Dans cette maison, nous avons eu autrefois un débat qui a beaucoup passionné sur la Convention européenne des droits de l’homme. Lorsque le Gouvernement a été autorisé à ratifier ce texte, il a formulé un certain nombre de réserves, dont la plus connue concerne le recours individuel, sans informer préalablement les assemblées de son intention, ce qui n’était pas très correct.

Si Mme Boumediene-Thiery nous proposait de préciser que le Gouvernement doit informer le Parlement de son intention éventuelle de formuler des réserves ou des déclarations explicatives, cela m’irait très bien. Mais j’avoue que je suis tout de même un peu gêné d’entrer dans un domaine qui n’est pas le nôtre, et de cette manière-là, car il s'agit d’un changement complet d’attribution et de répartition des compétences entre l’exécutif et le Parlement.

J'ajoute qu’aujourd'hui on informe généralement le Parlement, et cela, je le rappelle, depuis qu’Alain Poher, alors Président de la République par intérim, a décidé de lever la réserve de la France sur le droit de recours individuel.

Les réserves envisagées sont connues depuis cette date.
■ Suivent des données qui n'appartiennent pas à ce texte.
use serde::{Deserialize, Serialize};
use std::fmt;
use std::str::FromStr;

use crate::error::JappsError;

#[derive(Debug, Clone, Copy, PartialEq, Eq, Hash, PartialOrd, Ord, Deserialize, Serialize)]
#[serde(rename_all = "lowercase")]
pub enum Framework {
    Python,
    Streamlit,
    #[serde(alias = "plotlydash")]
    Dash,
    Voila,
    Bokeh,
    Panel,
    Gradio,
    #[serde(alias = "jupyter_lab")]
    JupyterLab,
    Custom,
}

#[derive(Debug, Clone, Copy, PartialEq, Eq, Serialize)]
#[serde(rename_all = "snake_case")]
pub enum FilepathRequirement {
    Required,
    Optional,
    Unused,
}

#[derive(Debug, Clone, PartialEq, Eq, Serialize)]
pub struct FrameworkSpec {
    pub framework: Framework,
    pub display_name: &'static str,
    /// Empty for `custom`; the command body is user-supplied.
    pub template: &'static [&'static str],
    pub filepath: FilepathRequirement,
    pub env: &'static [(&'static str, &'static str)],
}

pub const ALL_FRAMEWORKS: [Framework; 9] = [
    Framework::Python,
    Framework::Streamlit,
    Framework::Dash,
    Framework::Voila,
    Framework::Bokeh,
    Framework::Panel,
    Framework::Gradio,
    Framework::JupyterLab,
    Framework::Custom,
];

const PYTHON_TEMPLATE: &[&str] = &["{python_executable}", "{filepath}", "--port={port}"];

const STREAMLIT_TEMPLATE: &[&str] = &[
    "{python_executable}",
    "-m",
    "streamlit",
    "run",
    "{filepath}",
    "--server.port={port}",
    "--server.headless=True",
    "--server.baseUrlPath={base_url}",
    "--browser.serverAddress={origin_host}",
    "--browser.gatherUsageStats=false",
];

const DASH_TEMPLATE: &[&str] = &["{python_executable}", "{filepath}", "--port={port}"];

const VOILA_TEMPLATE: &[&str] = &[
    "{python_executable}",
    "-m",
    "voila",
    "{filepath}",
    "--port={port}",
    "--no-browser",
    "--Voila.base_url={base_url}",
    "--Voila.ip=0.0.0.0",
];

const BOKEH_TEMPLATE: &[&str] = &[
    "{python_executable}",
    "-m",
    "bokeh",
    "serve",
    "{filepath}",
    "--port={port}",
    "--allow-websocket-origin={origin_host}",
    "--prefix={base_url}",
];

const PANEL_TEMPLATE: &[&str] = &[
    "{python_executable}",
    "-m",
    "panel",
    "serve",
    "{filepath}",
    "--port={port}",
    "--allow-websocket-origin={origin_host}",
    "--prefix={base_url}",
];

const GRADIO_TEMPLATE: &[&str] = &["{python_executable}", "{filepath}", "--port={port}"];

const JUPYTERLAB_TEMPLATE: &[&str] = &[
    "{python_executable}",
    "-m",
    "jupyterlab",
    "--port={port}",
    "--no-browser",
    "--ServerApp.base_url={base_url}",
];

impl Framework {
    pub fn as_str(&self) -> &'static str {
        match self {
            Self::Python => "python",
            Self::Streamlit => "streamlit",
            Self::Dash => "dash",
            Self::Voila => "voila",
            Self::Bokeh => "bokeh",
            Self::Panel => "panel",
            Self::Gradio => "gradio",
            Self::JupyterLab => "jupyterlab",
            Self::Custom => "custom",
        }
    }

    pub fn is_custom(&self) -> bool {
        matches!(self, Self::Custom)
    }

    pub fn spec(&self) -> FrameworkSpec {
        let (display_name, template, filepath, env): (
            &'static str,
            &'static [&'static str],
            FilepathRequirement,
            &'static [(&'static str, &'static str)],
        ) = match self {
            Self::Python => (
                "Python script",
                PYTHON_TEMPLATE,
                FilepathRequirement::Required,
                &[],
            ),
            Self::Streamlit => (
                "Streamlit",
                STREAMLIT_TEMPLATE,
                FilepathRequirement::Required,
                &[],
            ),
            Self::Dash => (
                "Plotly Dash",
                DASH_TEMPLATE,
                FilepathRequirement::Required,
                &[("DASH_REQUESTS_PATHNAME_PREFIX", "{base_url}")],
            ),
            Self::Voila => ("Voila", VOILA_TEMPLATE, FilepathRequirement::Optional, &[]),
            Self::Bokeh => ("Bokeh", BOKEH_TEMPLATE, FilepathRequirement::Required, &[]),
            Self::Panel => ("Panel", PANEL_TEMPLATE, FilepathRequirement::Required, &[]),
            Self::Gradio => (
                "Gradio",
                GRADIO_TEMPLATE,
                FilepathRequirement::Required,
                &[
                    ("GRADIO_SERVER_PORT", "{port}"),
                    ("GRADIO_ROOT_PATH", "{base_url}"),
                ],
            ),
            Self::JupyterLab => (
                "JupyterLab",
                JUPYTERLAB_TEMPLATE,
                FilepathRequirement::Unused,
                &[],
            ),
            Self::Custom => ("Custom command", &[], FilepathRequirement::Unused, &[]),
        };
        FrameworkSpec {
            framework: *self,
            display_name,
            template,
            filepath,
            env,
        }
    }
}

impl fmt::Display for Framework {
    fn fmt(&self, f: &mut fmt::Formatter<'_>) -> fmt::Result {
        f.write_str(self.as_str())
    }
}

impl FromStr for Framework {
    type Err = JappsError;

    fn from_str(value: &str) -> Result<Self, Self::Err> {
        let normalized = value.trim().to_ascii_lowercase();
        match normalized.as_str() {
            "python" => Ok(Self::Python),
            "streamlit" => Ok(Self::Streamlit),
            "dash" | "plotlydash" => Ok(Self::Dash),
            "voila" => Ok(Self::Voila),
            "bokeh" => Ok(Self::Bokeh),
            "panel" => Ok(Self::Panel),
            "gradio" => Ok(Self::Gradio),
            "jupyterlab" | "jupyter_lab" => Ok(Self::JupyterLab),
            "custom" | "generic" => Ok(Self::Custom),
            _ => Err(JappsError::configuration(
                "framework",
                format!("unsupported framework '{}'", value.trim()),
            )),
        }
    }
}

pub fn frameworks() -> Vec<FrameworkSpec> {
    ALL_FRAMEWORKS.iter().map(Framework::spec).collect()
}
Je rappelle à nos amis socialistes qu’à l’époque notre ancien collègue André Chandernagor avait fait à l’Assemblée nationale des déclarations très complètes et convaincantes sur ce sujet parce qu’il trouvait, comme Mme Alima Boumediene-Thiery aujourd'hui, qu’il n’était pas correct de cacher les réserves envisagées.

Tel qu’il est rédigé, cet amendement n’est pas acceptable parce qu’il conduirait, de mon point de vue, à remettre en cause l’équilibre indispensable qui prévaut sur ce sujet entre l’exécutif et le législatif.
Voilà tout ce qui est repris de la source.